Gear ratio = driven (output) teeth / driver (input) teeth, reported as ratio:1. Output speed = input rpm / ratio. Torque multiplication equals the ratio; output-to-input speed equals 1 / ratio. Friction losses and backlash are ignored.

Covers a single gear pair. Compound gear trains multiply each stage, and real output loses a few percent to friction; this ignores backlash and efficiency.

What a gear ratio does

RatioTypeEffect
4.00:1Deep reduction (1st gear)4x torque, 1/4 output speed
2.00:1Reduction2x torque, 1/2 speed
1.00:1Direct driveTorque and speed unchanged
0.80:1Overdrive0.8x torque, 1.25x speed

Output speed = input rpm / ratio; torque multiplies by the ratio, minus real-world friction losses.

Common mistakes

  • Dividing driver by driven and inverting the ratio - it is driven over driver.
  • Expecting more speed and more torque at once; a gear pair trades one for the other.
  • Thinking an idler gear changes the ratio; it only reverses direction.
  • Applying a single-pair result to a multi-stage train, where ratios multiply.

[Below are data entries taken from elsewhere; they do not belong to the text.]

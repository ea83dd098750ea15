//! Stop identifier types.

use std::fmt;

use serde::Deserialize;

/// Error returned when parsing an invalid stop identifier.
#[derive(Debug, Clone, PartialEq, Eq, thiserror::Error)]
#[error("invalid stop id: {reason}")]
pub struct InvalidStopId {
    reason: &'static str,
}

/// A GTFS stop identifier, including any platform/direction suffix.
///
/// The MTA encodes direction in the last character, so `R31N` is the
/// northbound platform at Atlantic Av - Barclays Ctr and `R31S` the
/// southbound one. Any `StopId` value is non-empty and free of whitespace.
///
/// # Examples
///
/// ```
/// use leave_now::domain::StopId;
///
/// let stop = StopId::parse("R31N").unwrap();
/// assert_eq!(stop.as_str(), "R31N");
///
/// assert!(StopId::parse("").is_err());
/// assert!(StopId::parse("R31 N").is_err());
/// ```
#[derive(Clone, PartialEq, Eq, PartialOrd, Ord, Hash, Deserialize)]
#[serde(try_from = "String")]
pub struct StopId(String);

impl StopId {
    /// Parse a stop identifier.
    pub fn parse(s: &str) -> Result<Self, InvalidStopId> {
        if s.is_empty() {
            return Err(InvalidStopId {
                reason: "must not be empty",
            });
        }

        if s.chars().any(|c| c.is_whitespace() || c.is_control()) {
            return Err(InvalidStopId {
                reason: "must not contain whitespace or control characters",
            });
        }

        Ok(StopId(s.to_string()))
    }

    /// Returns the identifier as a string slice.
    pub fn as_str(&self) -> &str {
        &self.0
    }
}

impl TryFrom<String> for StopId {
    type Error = InvalidStopId;

    fn try_from(value: String) -> Result<Self, Self::Error> {
        StopId::parse(&value)
    }
}

impl PartialEq<str> for StopId {
    fn eq(&self, other: &str) -> bool {
        self.0 == other
    }
}

impl fmt::Debug for StopId {
    fn fmt(&self, f: &mut fmt::Formatter<'_>) -> fmt::Result {
        write!(f, "StopId({})", self.0)
    }
}

impl fmt::Display for StopId {
    fn fmt(&self, f: &mut fmt::Formatter<'_>) -> fmt::Result {
        f.write_str(&self.0)
    }
}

Frequently asked questions

What is the gear ratio formula?

Gear ratio = number of teeth on the driven (output) gear divided by the number of teeth on the driver (input) gear. A 36-tooth driven gear on a 12-tooth driver is 36/12 = 3:1.

Does a higher ratio mean more torque or more speed?

More torque and less speed. A ratio above 1 (reduction) multiplies torque by the ratio and divides output speed by it. A ratio below 1 (overdrive) does the reverse.

How do I find output rpm?

Divide input rpm by the ratio. At a 3:1 reduction, 3,000 input rpm becomes 1,000 output rpm.

Do idler gears change the ratio?

No. An idler gear between the driver and driven reverses the output's direction of rotation but leaves the overall ratio unchanged, because its teeth appear in both the numerator and denominator.

How do I handle multiple gears in series?

Multiply the individual ratios. Two 2:1 reductions in a row make an overall 4:1 reduction. This calculator handles one pair, so compute each stage and multiply.